Content starts
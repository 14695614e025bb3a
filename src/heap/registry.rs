//! Registry - The Single Global Lock Guarding All Regions
//!
//! One `parking_lot::Mutex` protects the entire list of regions across
//! every size class. `lazy_static` gives us the one-time initialization
//! the C lineage tracked with a separate `initialized` boolean: the first
//! thread to touch the registry runs `Registry::new`, every later thread
//! just blocks on the mutex like any other call.

use crate::config::ALIGNMENT;
use crate::error::{AllocError, Result};
use crate::heap::block;
use crate::heap::region::{Region, RegionClass};
use lazy_static::lazy_static;
use parking_lot::{Mutex, MutexGuard};

lazy_static! {
    static ref REGISTRY: Mutex<Registry> = Mutex::new(Registry::new());
}

/// Acquire the single global lock. Every public API entry point takes
/// this exactly once per call (realloc's fallback path is the one
/// exception: it drops and reacquires around a nested malloc/free).
pub fn lock() -> MutexGuard<'static, Registry> {
    REGISTRY.lock()
}

/// A located block: which region it lives in and its header offset
/// within that region.
pub struct Handle {
    pub region_index: usize,
    pub offset: usize,
}

pub struct Registry {
    regions: Vec<Region>,
}

impl Registry {
    fn new() -> Registry {
        Registry { regions: Vec::new() }
    }

    /// Serve a payload allocation of `size` bytes (already aligned by the
    /// caller). Creates a new region when no existing Tiny/Small region
    /// has room, or always for Large.
    pub fn allocate(&mut self, size: usize) -> Result<(usize, usize)> {
        let class = RegionClass::classify(size);

        if class == RegionClass::Large {
            let mut region = Region::new_large(size)?;
            let offset = region.first_block_offset();
            let got = block::allocate_at(&mut region, offset, size);
            debug_assert_eq!(got, size);
            self.regions.push(region);
            let index = self.regions.len() - 1;
            return Ok((index, block::payload_offset(offset)));
        }

        for (index, region) in self.regions.iter_mut().enumerate() {
            if region.class() != class {
                continue;
            }
            if let Some(offset) = block::find_free(region, size) {
                block::allocate_at(region, offset, size);
                return Ok((index, block::payload_offset(offset)));
            }
        }

        let mut region = Region::new_pooled(class)?;
        let offset = block::find_free(&mut region, size).ok_or_else(|| {
            AllocError::RegionAllocationFailed {
                reason: "freshly carved region has no room for its own max class".into(),
            }
        })?;
        block::allocate_at(&mut region, offset, size);
        self.regions.push(region);
        let index = self.regions.len() - 1;
        Ok((index, block::payload_offset(offset)))
    }

    /// Resolve a payload pointer address to the region/offset pair that
    /// owns it, validating that the address falls within some region's
    /// mapped span.
    pub fn locate(&mut self, address: usize) -> Result<Handle> {
        for (index, region) in self.regions.iter().enumerate() {
            let base = region.base();
            let end = base + region.len();
            if address >= base && address < end {
                let offset = match address.checked_sub(base + block::BLOCK_HEADER_SIZE) {
                    Some(offset) => offset,
                    None => return Err(AllocError::InvalidPointer { address }),
                };
                return Ok(Handle { region_index: index, offset });
            }
        }
        Err(AllocError::InvalidPointer { address })
    }

    pub fn region_mut(&mut self, index: usize) -> &mut Region {
        &mut self.regions[index]
    }

    /// Free the block at `handle`, coalescing within its region, and tear
    /// down the region entirely if it was a now-empty Large region.
    pub fn free(&mut self, handle: Handle) -> Result<()> {
        let region = &mut self.regions[handle.region_index];
        block::free_at(region, handle.offset)?;

        if region.is_releasable_large() {
            let region = self.regions.remove(handle.region_index);
            crate::heap::provider::release(region.into_mapping());
        }
        Ok(())
    }

    pub fn payload_size(&mut self, handle: &Handle) -> Result<usize> {
        let region = &mut self.regions[handle.region_index];
        block::payload_size(region, handle.offset)
    }

    pub fn shrink_in_place(&mut self, handle: &Handle, new_size: usize) {
        let region = &mut self.regions[handle.region_index];
        block::shrink_in_place(region, handle.offset, new_size);
    }

    /// Attempt to grow the block at `handle` in place by absorbing its
    /// free forward neighbor. Returns `false` if there is no such
    /// neighbor or it is too small, leaving the block untouched.
    pub fn try_grow_in_place(&mut self, handle: &Handle, new_size: usize) -> bool {
        let region = &mut self.regions[handle.region_index];
        block::try_grow_in_place(region, handle.offset, new_size)
    }

    /// Snapshot statistics for introspection: one entry per region plus
    /// grand totals, matching the ordering regions were created in.
    pub fn regions(&self) -> &[Region] {
        &self.regions
    }
}

/// Round a requested payload size up to the allocator's pointer alignment,
/// with a 1-byte floor so a zero-size request still gets a real block.
pub fn normalize_size(size: usize) -> usize {
    crate::config::align_up(size.max(1), ALIGNMENT)
}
Content ends
Your task
Find the number of lines in the material above that contain the word "usize"; write that number and nothing else.

Solution to the exercise
9